» **What you will do**: In your reply, write out the records exactly, each line intact.

Data for processing START

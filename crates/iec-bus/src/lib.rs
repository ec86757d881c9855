//! IEC serial bus line model and hardware port facade.
//!
//! Three open-collector lines: ATN, CLOCK, DATA. Each participant (host
//! computer and drive) can independently pull a line low. A line reads high
//! only when nobody pulls it low. This matches real hardware where each line
//! has a pull-up resistor and any device can ground it.
//!
//! [`IecPort`] is the seam between protocol code and the board: reading the
//! line states, driving CLOCK/DATA, microsecond delays, the interrupt lock
//! used around timing-critical handshakes, and the two status LEDs.
//! [`BusState`] resolves the pull-downs of both participants into line
//! levels and backs the simulated hosts in the loader tests.

use bitflags::bitflags;

bitflags! {
    /// Snapshot of the three bus lines. A set bit means the line is
    /// released (reads high); a cleared bit means somebody pulls it low.
    #[derive(Debug, Clone, Copy, PartialEq, Eq)]
    pub struct IecLines: u8 {
        const ATN   = 0b001;
        const CLOCK = 0b010;
        const DATA  = 0b100;
    }
}

impl IecLines {
    /// ATN line level. `true` = released (high).
    #[must_use]
    pub fn atn(self) -> bool {
        self.contains(Self::ATN)
    }

    /// CLOCK line level. `true` = released (high).
    #[must_use]
    pub fn clock(self) -> bool {
        self.contains(Self::CLOCK)
    }

    /// DATA line level. `true` = released (high).
    #[must_use]
    pub fn data(self) -> bool {
        self.contains(Self::DATA)
    }
}

/// Hardware port the drive core runs against.
///
/// Open-collector semantics for the output lines: passing `true` releases
/// the line (pull-up wins), passing `false` asserts it low.
///
/// `bus_read` takes `&mut self` so that test doubles can advance a
/// simulated host on every poll; real implementations just sample pins.
pub trait IecPort {
    /// Sample all three bus lines.
    fn bus_read(&mut self) -> IecLines;

    /// Drive the CLOCK line. `true` releases, `false` asserts low.
    fn set_clock(&mut self, released: bool);

    /// Drive the DATA line. `true` releases, `false` asserts low.
    fn set_data(&mut self, released: bool);

    /// Busy-wait for the given number of microseconds.
    fn delay_us(&mut self, us: u32);

    /// Busy-wait for the given number of milliseconds.
    fn delay_ms(&mut self, ms: u32);

    /// Disable interrupts. Paired with [`IecPort::irq_enable`]; protocol
    /// code uses [`AtomicSection`] instead of calling these directly.
    fn irq_disable(&mut self) {}

    /// Re-enable interrupts.
    fn irq_enable(&mut self) {}

    /// Whether the MCU clock source is accurate enough for loaders with
    /// fixed-delay bit timing.
    fn timing_stable(&self) -> bool {
        true
    }

    /// Busy LED (command / transfer in progress).
    fn set_busy_led(&mut self, _on: bool) {}

    /// Dirty LED (unflushed write data).
    fn set_dirty_led(&mut self, _on: bool) {}
}

/// Interrupt-locked scope around a timing-critical handshake.
///
/// Interrupts are disabled on construction and re-enabled when the section
/// is dropped, on every exit path. Filesystem and allocator calls belong
/// outside the section; code inside only has the port itself to work with.
pub struct AtomicSection<'a, P: IecPort + ?Sized> {
    port: &'a mut P,
}

impl<'a, P: IecPort + ?Sized> AtomicSection<'a, P> {
    /// Enter the section, disabling interrupts.
    pub fn enter(port: &'a mut P) -> Self {
        port.irq_disable();
        Self { port }
    }
}

impl<P: IecPort + ?Sized> Drop for AtomicSection<'_, P> {
    fn drop(&mut self) {
        self.port.irq_enable();
    }
}

impl<P: IecPort + ?Sized> core::ops::Deref for AtomicSection<'_, P> {
    type Target = P;

    fn deref(&self) -> &P {
        self.port
    }
}

impl<P: IecPort + ?Sized> core::ops::DerefMut for AtomicSection<'_, P> {
    fn deref_mut(&mut self) -> &mut P {
        self.port
    }
}

/// IEC bus with two participants: host and drive.
///
/// Tracks which side pulls which line low and resolves the wired-AND line
/// levels. Simulated hosts embed one of these and expose the drive side
/// through [`IecPort`].
#[derive(Default)]
pub struct BusState {
    /// ATN pull-down: [host, drive]. true = pulling low.
    atn_pulls: [bool; 2],
    /// CLOCK pull-down: [host, drive].
    clock_pulls: [bool; 2],
    /// DATA pull-down: [host, drive].
    data_pulls: [bool; 2],
}

impl BusState {
    /// Create a bus with all lines released (high).
    #[must_use]
    pub fn new() -> Self {
        Self::default()
    }

    // --- Host side ---

    /// Set whether the host pulls ATN low.
    pub fn set_host_atn(&mut self, pull_low: bool) {
        self.atn_pulls[0] = pull_low;
    }

    /// Set whether the host pulls CLOCK low.
    pub fn set_host_clock(&mut self, pull_low: bool) {
        self.clock_pulls[0] = pull_low;
    }

    /// Set whether the host pulls DATA low.
    pub fn set_host_data(&mut self, pull_low: bool) {
        self.data_pulls[0] = pull_low;
    }

    // --- Drive side ---

    /// Set whether the drive pulls CLOCK low.
    pub fn set_drive_clock(&mut self, pull_low: bool) {
        self.clock_pulls[1] = pull_low;
    }

    /// Set whether the drive pulls DATA low.
    pub fn set_drive_data(&mut self, pull_low: bool) {
        self.data_pulls[1] = pull_low;
    }

    // --- Line state (true = high, false = low) ---

    /// ATN line state. High when nobody pulls it low.
    #[must_use]
    pub fn atn(&self) -> bool {
        !self.atn_pulls[0] && !self.atn_pulls[1]
    }

    /// CLOCK line state. High when nobody pulls it low.
    #[must_use]
    pub fn clock(&self) -> bool {
        !self.clock_pulls[0] && !self.clock_pulls[1]
    }

    /// DATA line state. High when nobody pulls it low.
    #[must_use]
    pub fn data(&self) -> bool {
        !self.data_pulls[0] && !self.data_pulls[1]
    }

    /// Resolve all three lines into an [`IecLines`] snapshot.
    #[must_use]
    pub fn lines(&self) -> IecLines {
        let mut lines = IecLines::empty();
        if self.atn() {
            lines |= IecLines::ATN;
        }
        if self.clock() {
            lines |= IecLines::CLOCK;
        }
        if self.data() {
            lines |= IecLines::DATA;
        }
        lines
    }
}

/// Port with no host attached: reads reflect only the drive's own
/// pull-downs, delays return immediately. Useful for bring-up and for
/// exercising command paths that never touch the bus.
#[derive(Default)]
pub struct LoopbackPort {
    bus: BusState,
    /// Nesting depth of interrupt-disable requests.
    pub irq_depth: u32,
    /// Milliseconds accumulated through `delay_ms`.
    pub slept_ms: u32,
}

impl LoopbackPort {
    /// Create a loopback port with all lines released.
    #[must_use]
    pub fn new() -> Self {
        Self::default()
    }
}

impl IecPort for LoopbackPort {
    fn bus_read(&mut self) -> IecLines {
        self.bus.lines()
    }

    fn set_clock(&mut self, released: bool) {
        self.bus.set_drive_clock(!released);
    }

    fn set_data(&mut self, released: bool) {
        self.bus.set_drive_data(!released);
    }

    fn delay_us(&mut self, _us: u32) {}

    fn delay_ms(&mut self, ms: u32) {
        self.slept_ms += ms;
    }

    fn irq_disable(&mut self) {
        self.irq_depth += 1;
    }

    fn irq_enable(&mut self) {
        self.irq_depth -= 1;
    }
}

Data for processing END

» **Result**:
filename crates/iec-bus/src/lib.rs
repository ec86757d881c9855
//! IEC serial bus line model and hardware port facade.
//!
//! Three open-collector lines: ATN, CLOCK, DATA. Each participant (host
//! computer and drive) can independently pull a line low. A line reads high
//! only when nobody pulls it low. This matches real hardware where each line
//! has a pull-up resistor and any device can ground it.
//!
//! [`IecPort`] is the seam between protocol code and the board: reading the
//! line states, driving CLOCK/DATA, microsecond delays, the interrupt lock
//! used around timing-critical handshakes, and the two status LEDs.
//! [`BusState`] resolves the pull-downs of both participants into line
//! levels and backs the simulated hosts in the loader tests.

use bitflags::bitflags;

bitflags! {
    /// Snapshot of the three bus lines. A set bit means the line is
    /// released (reads high); a cleared bit means somebody pulls it low.
    #[derive(Debug, Clone, Copy, PartialEq, Eq)]
    pub struct IecLines: u8 {
        const ATN   = 0b001;
        const CLOCK = 0b010;
        const DATA  = 0b100;
    }
}

impl IecLines {
    /// ATN line level. `true` = released (high).
    #[must_use]
    pub fn atn(self) -> bool {
        self.contains(Self::ATN)
    }

    /// CLOCK line level. `true` = released (high).
    #[must_use]
    pub fn clock(self) -> bool {
        self.contains(Self::CLOCK)
    }

    /// DATA line level. `true` = released (high).
    #[must_use]
    pub fn data(self) -> bool {
        self.contains(Self::DATA)
    }
}

/// Hardware port the drive core runs against.
///
/// Open-collector semantics for the output lines: passing `true` releases
/// the line (pull-up wins), passing `false` asserts it low.
///
/// `bus_read` takes `&mut self` so that test doubles can advance a
/// simulated host on every poll; real implementations just sample pins.
pub trait IecPort {
    /// Sample all three bus lines.
    fn bus_read(&mut self) -> IecLines;

    /// Drive the CLOCK line. `true` releases, `false` asserts low.
    fn set_clock(&mut self, released: bool);

    /// Drive the DATA line. `true` releases, `false` asserts low.
    fn set_data(&mut self, released: bool);

    /// Busy-wait for the given number of microseconds.
    fn delay_us(&mut self, us: u32);

    /// Busy-wait for the given number of milliseconds.
    fn delay_ms(&mut self, ms: u32);

    /// Disable interrupts. Paired with [`IecPort::irq_enable`]; protocol
    /// code uses [`AtomicSection`] instead of calling these directly.
    fn irq_disable(&mut self) {}

    /// Re-enable interrupts.
    fn irq_enable(&mut self) {}

    /// Whether the MCU clock source is accurate enough for loaders with
    /// fixed-delay bit timing.
    fn timing_stable(&self) -> bool {
        true
    }

    /// Busy LED (command / transfer in progress).
    fn set_busy_led(&mut self, _on: bool) {}

    /// Dirty LED (unflushed write data).
    fn set_dirty_led(&mut self, _on: bool) {}
}

/// Interrupt-locked scope around a timing-critical handshake.
///
/// Interrupts are disabled on construction and re-enabled when the section
/// is dropped, on every exit path. Filesystem and allocator calls belong
/// outside the section; code inside only has the port itself to work with.
pub struct AtomicSection<'a, P: IecPort + ?Sized> {
    port: &'a mut P,
}

impl<'a, P: IecPort + ?Sized> AtomicSection<'a, P> {
    /// Enter the section, disabling interrupts.
    pub fn enter(port: &'a mut P) -> Self {
        port.irq_disable();
        Self { port }
    }
}

impl<P: IecPort + ?Sized> Drop for AtomicSection<'_, P> {
    fn drop(&mut self) {
        self.port.irq_enable();
    }
}

impl<P: IecPort + ?Sized> core::ops::Deref for AtomicSection<'_, P> {
    type Target = P;

    fn deref(&self) -> &P {
        self.port
    }
}

impl<P: IecPort + ?Sized> core::ops::DerefMut for AtomicSection<'_, P> {
    fn deref_mut(&mut self) -> &mut P {
        self.port
    }
}

/// IEC bus with two participants: host and drive.
///
/// Tracks which side pulls which line low and resolves the wired-AND line
/// levels. Simulated hosts embed one of these and expose the drive side
/// through [`IecPort`].
#[derive(Default)]
pub struct BusState {
    /// ATN pull-down: [host, drive]. true = pulling low.
    atn_pulls: [bool; 2],
    /// CLOCK pull-down: [host, drive].
    clock_pulls: [bool; 2],
    /// DATA pull-down: [host, drive].
    data_pulls: [bool; 2],
}

impl BusState {
    /// Create a bus with all lines released (high).
    #[must_use]
    pub fn new() -> Self {
        Self::default()
    }

    // --- Host side ---

    /// Set whether the host pulls ATN low.
    pub fn set_host_atn(&mut self, pull_low: bool) {
        self.atn_pulls[0] = pull_low;
    }

    /// Set whether the host pulls CLOCK low.
    pub fn set_host_clock(&mut self, pull_low: bool) {
        self.clock_pulls[0] = pull_low;
    }

    /// Set whether the host pulls DATA low.
    pub fn set_host_data(&mut self, pull_low: bool) {
        self.data_pulls[0] = pull_low;
    }

    // --- Drive side ---

    /// Set whether the drive pulls CLOCK low.
    pub fn set_drive_clock(&mut self, pull_low: bool) {
        self.clock_pulls[1] = pull_low;
    }

    /// Set whether the drive pulls DATA low.
    pub fn set_drive_data(&mut self, pull_low: bool) {
        self.data_pulls[1] = pull_low;
    }

    // --- Line state (true = high, false = low) ---

    /// ATN line state. High when nobody pulls it low.
    #[must_use]
    pub fn atn(&self) -> bool {
        !self.atn_pulls[0] && !self.atn_pulls[1]
    }

    /// CLOCK line state. High when nobody pulls it low.
    #[must_use]
    pub fn clock(&self) -> bool {
        !self.clock_pulls[0] && !self.clock_pulls[1]
    }

    /// DATA line state. High when nobody pulls it low.
    #[must_use]
    pub fn data(&self) -> bool {
        !self.data_pulls[0] && !self.data_pulls[1]
    }

    /// Resolve all three lines into an [`IecLines`] snapshot.
    #[must_use]
    pub fn lines(&self) -> IecLines {
        let mut lines = IecLines::empty();
        if self.atn() {
            lines |= IecLines::ATN;
        }
        if self.clock() {
            lines |= IecLines::CLOCK;
        }
        if self.data() {
            lines |= IecLines::DATA;
        }
        lines
    }
}

/// Port with no host attached: reads reflect only the drive's own
/// pull-downs, delays return immediately. Useful for bring-up and for
/// exercising command paths that never touch the bus.
#[derive(Default)]
pub struct LoopbackPort {
    bus: BusState,
    /// Nesting depth of interrupt-disable requests.
    pub irq_depth: u32,
    /// Milliseconds accumulated through `delay_ms`.
    pub slept_ms: u32,
}

impl LoopbackPort {
    /// Create a loopback port with all lines released.
    #[must_use]
    pub fn new() -> Self {
        Self::default()
    }
}

impl IecPort for LoopbackPort {
    fn bus_read(&mut self) -> IecLines {
        self.bus.lines()
    }

    fn set_clock(&mut self, released: bool) {
        self.bus.set_drive_clock(!released);
    }

    fn set_data(&mut self, released: bool) {
        self.bus.set_drive_data(!released);
    }

    fn delay_us(&mut self, _us: u32) {}

    fn delay_ms(&mut self, ms: u32) {
        self.slept_ms += ms;
    }

    fn irq_disable(&mut self) {
        self.irq_depth += 1;
    }

    fn irq_enable(&mut self) {
        self.irq_depth -= 1;
    }
}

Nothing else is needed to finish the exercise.